Collected data:
------------------------------------
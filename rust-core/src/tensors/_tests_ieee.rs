#[cfg(test)]
mod _tests_ieee {
    use super::super::_test_fixtures::{banio3_fit_r3, banio3_fit_r4, banio3_unfit_r4};
    use super::super::ieee::get_ieee_rotation;
    use super::super::tensor::Tensor;
    use crate::config::GROUP_CLOSURE_TOLERANCE;
    use crate::errors::TensorError;
    use crate::interfaces::Structure;
    use crate::lattice::lattice3d::Lattice3D;
    use crate::lattice::lattice_construction::*;
    use crate::lattice::lattice_types::CrystalSystem;
    use crate::materials::crystal::{CommonCrystals, Crystal};
    use crate::symmetries::symmetry_point_groups::{generate_point_group, mirror_x, six_fold_z};
    use approx::assert_abs_diff_eq;
    use nalgebra::{Matrix3, Rotation3, Unit, Vector3};
    use std::f64::consts::PI;

    fn arbitrary_rotation() -> Matrix3<f64> {
        Rotation3::from_axis_angle(&Unit::new_normalize(Vector3::new(1.0, -2.0, 0.5)), 0.7)
            .into_inner()
    }

    fn assert_proper_rotation(r: &Matrix3<f64>) {
        assert_abs_diff_eq!(r.transpose() * r, Matrix3::identity(), epsilon = 1e-10);
        assert_abs_diff_eq!(r.determinant(), 1.0, epsilon = 1e-10);
    }

    #[test]
    fn test_standard_hexagonal_frame_is_identity() {
        let banio3 = CommonCrystals::barium_nickelate().unwrap();
        let rotation = get_ieee_rotation(&banio3).unwrap();
        assert_abs_diff_eq!(*rotation.matrix(), Matrix3::identity(), epsilon = 1e-12);

        let converted = banio3_fit_r4().convert_to_ieee(&banio3, true).unwrap();
        assert_abs_diff_eq!(converted, banio3_fit_r4(), epsilon = 1e-9);
    }

    #[test]
    fn test_rotated_hexagonal_crystal_is_restored() {
        let q = arbitrary_rotation();
        let lattice = hexagonal_lattice(5.58, 4.83).unwrap().transformed(&q).unwrap();
        let operations = generate_point_group(&[six_fold_z(), mirror_x()], GROUP_CLOSURE_TOLERANCE);
        let rotated_crystal =
            Crystal::from_point_group(lattice, CrystalSystem::Hexagonal, operations).unwrap();

        let rotation = get_ieee_rotation(&rotated_crystal).unwrap();
        assert_abs_diff_eq!(*rotation.matrix(), q.transpose(), epsilon = 1e-10);

        for tensor in [banio3_fit_r3(), banio3_fit_r4()] {
            let rotated = tensor.transform(&q);
            assert!(rotated.is_fit_to_structure(&rotated_crystal, 1e-6));
            let converted = rotated.convert_to_ieee(&rotated_crystal, true).unwrap();
            assert_abs_diff_eq!(converted, tensor, epsilon = 1e-3);
        }

        // The initial fit turns the computed tensor into its symmetric counterpart
        let converted = banio3_unfit_r4()
            .transform(&q)
            .convert_to_ieee(&rotated_crystal, true)
            .unwrap();
        assert_abs_diff_eq!(converted, banio3_fit_r4(), epsilon = 0.15);
    }

    #[test]
    fn test_tetragonal_unique_axis_goes_to_z() {
        // c along x, a along y, b along z
        let lattice = Lattice3D::from_vectors(
            Vector3::new(0.0, 1.0, 0.0),
            Vector3::new(0.0, 0.0, 1.0),
            Vector3::new(7.0, 0.0, 0.0),
        )
        .unwrap();
        let crystal = Crystal::holohedral(lattice, 1e-6);
        assert_eq!(crystal.crystal_system(), Some(CrystalSystem::Tetragonal));

        let tensor = Tensor::from([[7.0, 0.0, 0.0], [0.0, 1.0, 0.0], [0.0, 0.0, 1.0]]);
        let converted = tensor.convert_to_ieee(&crystal, false).unwrap();
        let expected = Tensor::from([[1.0, 0.0, 0.0], [0.0, 1.0, 0.0], [0.0, 0.0, 7.0]]);
        assert_abs_diff_eq!(converted, expected, epsilon = 1e-12);
    }

    #[test]
    fn test_tetragonal_short_unique_axis() {
        // Unique axis shorter than the other two
        let crystal = Crystal::holohedral(tetragonal_lattice(5.0, 2.0).unwrap(), 1e-6);
        let rotation = get_ieee_rotation(&crystal).unwrap();
        assert_proper_rotation(rotation.matrix());
        let z = rotation.matrix().row(2).transpose();
        assert_abs_diff_eq!(z.cross(&Vector3::z()).norm(), 0.0, epsilon = 1e-12);
    }

    #[test]
    fn test_orthorhombic_axes_by_length() {
        // a = 2 (short) goes to z, b = 4 (middle) to x, c = 6 (long) to y
        let crystal =
            Crystal::holohedral(orthorhombic_lattice(2.0, 4.0, 6.0).unwrap(), 1e-6);
        let rotation = get_ieee_rotation(&crystal).unwrap();
        assert_proper_rotation(rotation.matrix());
        let expected = Matrix3::new(0.0, 1.0, 0.0, 0.0, 0.0, 1.0, 1.0, 0.0, 0.0);
        assert_abs_diff_eq!(*rotation.matrix(), expected, epsilon = 1e-12);
    }

    #[test]
    fn test_monoclinic_unique_axis_goes_to_y() {
        let lattice = monoclinic_lattice(5.0, 6.0, 4.0, 100f64.to_radians()).unwrap();
        let crystal = Crystal::holohedral(lattice, 1e-6);
        assert_eq!(crystal.crystal_system(), Some(CrystalSystem::Monoclinic));
        let rotation = get_ieee_rotation(&crystal).unwrap();
        assert_proper_rotation(rotation.matrix());

        let vecs = crystal.lattice().basis_vectors();
        let y = rotation.matrix().row(1).transpose();
        let z = rotation.matrix().row(2).transpose();
        assert_abs_diff_eq!(y.dot(&vecs[1].normalize()), 1.0, epsilon = 1e-12);
        // c (4.0) is shorter than a (5.0)
        assert_abs_diff_eq!(z.dot(&vecs[2].normalize()), 1.0, epsilon = 1e-12);
    }

    #[test]
    fn test_all_systems_give_proper_rotations() {
        let lattices = vec![
            cubic_lattice(3.0).unwrap(),
            hexagonal_lattice(3.0, 5.0).unwrap(),
            triclinic_lattice(3.0, 4.0, 5.0, 1.4, 1.6, 1.8).unwrap(),
            rhombohedral_lattice(4.0, 1.2).unwrap(),
        ];
        for lattice in lattices {
            let crystal = Crystal::new(
                lattice.transformed(&arbitrary_rotation()).unwrap(),
                Some(lattice.crystal_system(1e-6)),
                Vec::new(),
            );
            let rotation = get_ieee_rotation(&crystal).unwrap();
            assert_proper_rotation(rotation.matrix());
        }
    }

    #[test]
    fn test_triclinic_shortest_axis_goes_to_z() {
        let lattice = triclinic_lattice(3.0, 4.0, 5.0, 80f64.to_radians(), PI / 2.0, 1.8).unwrap();
        let crystal = Crystal::new(lattice, Some(CrystalSystem::Triclinic), Vec::new());
        let rotation = get_ieee_rotation(&crystal).unwrap();
        let z = rotation.matrix().row(2).transpose();
        let a = crystal.lattice().basis_vectors()[0];
        assert_abs_diff_eq!(z.dot(&a.normalize()), 1.0, epsilon = 1e-12);
    }

    #[test]
    fn test_unclassifiable_structure_fails() {
        let crystal = Crystal::new(cubic_lattice(3.0).unwrap(), None, Vec::new());
        let err = Tensor::zeros(2).convert_to_ieee(&crystal, false).unwrap_err();
        assert_eq!(err, TensorError::UnclassifiableCrystalSystem);
    }

    #[test]
    fn test_rhombohedral_threefold_goes_to_z() {
        let lattice = rhombohedral_lattice(4.0, 1.2)
            .unwrap()
            .transformed(&arbitrary_rotation())
            .unwrap();
        let crystal = Crystal::holohedral(lattice, 1e-6);
        assert_eq!(crystal.crystal_system(), Some(CrystalSystem::Trigonal));

        let rotation = get_ieee_rotation(&crystal).unwrap();
        assert_proper_rotation(rotation.matrix());
        let [a, b, c] = crystal.lattice().basis_vectors();
        let x = rotation.matrix().row(0).transpose();
        let z = rotation.matrix().row(2).transpose();
        assert_abs_diff_eq!(z.dot(&(a + b + c).normalize()), 1.0, epsilon = 1e-10);
        assert_abs_diff_eq!(x.dot(&(a - b).normalize()), 1.0, epsilon = 1e-10);

        // A fitted rank-2 tensor is uniaxial about the IEEE z axis
        let tensor = Tensor::from([[1.0, 0.2, 0.3], [0.2, 2.0, 0.4], [0.3, 0.4, 3.0]]);
        let converted = tensor.convert_to_ieee(&crystal, true).unwrap();
        assert_abs_diff_eq!(converted[[0, 0]], converted[[1, 1]], epsilon = 1e-9);
        for (i, j) in [(0, 1), (0, 2), (1, 2)] {
            assert_abs_diff_eq!(converted[[i, j]], 0.0, epsilon = 1e-9);
        }
    }
}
------------------------------------
Work order:
What is the number of lines above that contain the string "CommonCrystals"? Answer with the number alone.

Response to this exercise:
2